His latest book is The Hidden Sense: Synesthesia in Art and
Science http://mitpress.mit.edu/catalog/item/default.asp?ttype=2&tid=11303(MIT
Press 2007). He has published in the fields of the senses,
perception & art http://www.synesthesie.nl/publist.htm and health,
happiness & well-being http://www.scp.nl/zorg/publicaties/publicatiesvanCretienvanC.html.
Jack Ox has been engaged with the visualization of music for 35 years. As
such, her interest in relation to Synesthesia has been well known. She has
also served on the editorial board of Leonardo for 20 years, and co-edited
with Jacques Mandelbroijt, "Synesthesia and Intersenses"(1999-2001). Her
current project is the Gridjam; a multi-media collaboration of music, visual
art, science and technology with Alvin Curran composer, the Del Sol Quartet,
and Anthony Braxton, all playing in different venues around the globe but
appearing together as 3D avatars inside of Ox's and Dave Britton's Virtual
Color Organ, inside the Desert Organ Stop, a 3D group of rock and land
formation that operate as a metaphor for an orchestra, and includes real
time VR visualizations of the music.
http://www.jackox.net/pages/gridjamIndex.html
Hervé-Pierre Lambert: ENS, Agrégation, Docteur es lettres, Centre de
Recherches Littérature et Poétique Comparée. Paris X Nanterre . Latest
papers (selection): « Proust et les neurosciences »,
www.epistemocritique.org , 01/09. « Géographie imaginaire du roman
posthumain de langue française », Etudes francophones, University of
Louisiana , 12/ 08. « Les Manifestes dans le courant de l'imaginaire
posthumain », Revue Itinéraires LTC, Paris XIII, 09/ 08. « Littérature, arts
visuels, neuroesthétique », www.epistemocritique.org 01/08. « Le laboratoire
comme atelier d'artiste », Recherches en esthétique, 12/07. Latest
conferences (selection): 10 /08 Centro Nacional de las Artes , Mexico :
« Bio-art et art cognition en France », « L'imaginaire posthumain : the
french version ». 11/07: « Neuroaesthetics, neurological disorders and
creativity», MutaMorphosis, Prague .
Dr Jamie Ward is an Associate Professor at the University of Sussex, UK. He
has carried out many scientific investigations on all aspects of
synaesthesia which have been published as journal articles. He is the
author of the recently published book: The Frog who Croaked Blue:
Synesthesia and the Mixing of the Senses. His website is
www.syn.sussex.ac.uk
Elizabeth Seckel is a third year undergraduate student majoring in
physiology and neuroscience at the University of California , San Diego .
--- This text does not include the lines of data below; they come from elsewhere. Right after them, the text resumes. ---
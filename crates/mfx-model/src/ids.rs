#![deny(unsafe_code)]

use std::fmt;

use crate::ModelError;

/// Identifier of a form in the host storage system.
#[derive(
    Debug, Clone, Copy, PartialEq, Eq, PartialOrd, Ord, Hash, serde::Serialize, serde::Deserialize,
)]
#[serde(transparent)]
pub struct FormId(u32);

impl FormId {
    pub const fn new(value: u32) -> Self {
        Self(value)
    }

    pub const fn get(self) -> u32 {
        self.0
    }
}

impl From<u32> for FormId {
    fn from(value: u32) -> Self {
        Self(value)
    }
}

impl fmt::Display for FormId {
    fn fmt(&self, f: &mut fmt::Formatter<'_>) -> fmt::Result {
        write!(f, "{}", self.0)
    }
}

/// Identifier of a field (or sub-input, or pseudo-field) on an entry.
///
/// Sub-inputs use dotted ids such as `3.1`; pseudo-fields such as
/// `date_created` carry entry metadata rather than submitted values.
#[derive(
    Debug, Clone, PartialEq, Eq, PartialOrd, Ord, Hash, serde::Serialize, serde::Deserialize,
)]
#[serde(try_from = "String", into = "String")]
pub struct FieldId(String);

impl FieldId {
    /// Pseudo-field holding the entry creation timestamp.
    pub const DATE_CREATED: &'static str = "date_created";

    pub fn new(value: impl Into<String>) -> Result<Self, ModelError> {
        let value = value.into();
        let trimmed = value.trim();
        if trimmed.is_empty() {
            return Err(ModelError::InvalidFieldId(value));
        }
        Ok(Self(trimmed.to_string()))
    }

    pub fn date_created() -> Self {
        Self(Self::DATE_CREATED.to_string())
    }

    pub fn as_str(&self) -> &str {
        &self.0
    }

    pub fn is_date_created(&self) -> bool {
        self.0 == Self::DATE_CREATED
    }

    /// Integer part of the id (`3` for both `3` and `3.1`).
    ///
    /// Returns `None` for pseudo-fields.
    pub fn base_id(&self) -> Option<u32> {
        base_id_of(&self.0)
    }
}

/// Integer part of a raw field or input key.
pub fn base_id_of(raw: &str) -> Option<u32> {
    let head = raw.split('.').next().unwrap_or(raw);
    head.trim().parse().ok()
}

impl TryFrom<String> for FieldId {
    type Error = ModelError;

    fn try_from(value: String) -> Result<Self, Self::Error> {
        Self::new(value)
    }
}

impl TryFrom<&str> for FieldId {
    type Error = ModelError;

    fn try_from(value: &str) -> Result<Self, Self::Error> {
        Self::new(value)
    }
}

impl From<FieldId> for String {
    fn from(value: FieldId) -> Self {
        value.0
    }
}

impl fmt::Display for FieldId {
    fn fmt(&self, f: &mut fmt::Formatter<'_>) -> fmt::Result {
        f.write_str(&self.0)
    }
}

#[cfg(test)]
mod tests {
    use super::*;

    #[test]
    fn field_id_trims_and_rejects_blank() {
        assert_eq!(FieldId::new(" 5 ").unwrap().as_str(), "5");
        assert!(FieldId::new("   ").is_err());
    }

    #[test]
    fn base_id_handles_sub_inputs_and_pseudo_fields() {
        assert_eq!(FieldId::new("3").unwrap().base_id(), Some(3));
        assert_eq!(FieldId::new("3.12").unwrap().base_id(), Some(3));
        assert_eq!(FieldId::date_created().base_id(), None);
        assert!(FieldId::date_created().is_date_created());
    }
}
She is a research assistant at the Center for Brain and Cognition at UCSD,
studying under Dr, V. S. Ramachandran, best known for his experiments in
behavioral neuroscience. Elizabeth has also worked as a great escapes
western region intern at Starlight Starbright Children's Foundation, helping
seriously ill children cope with their fear and isolation through
entertainment and education, and a production intern for Weapons of Mass
Entertainment, helping to launch a tour that would appeal to young adults.
Elizabeth is also an avid gymnast, trampolinist, and bungee jumper.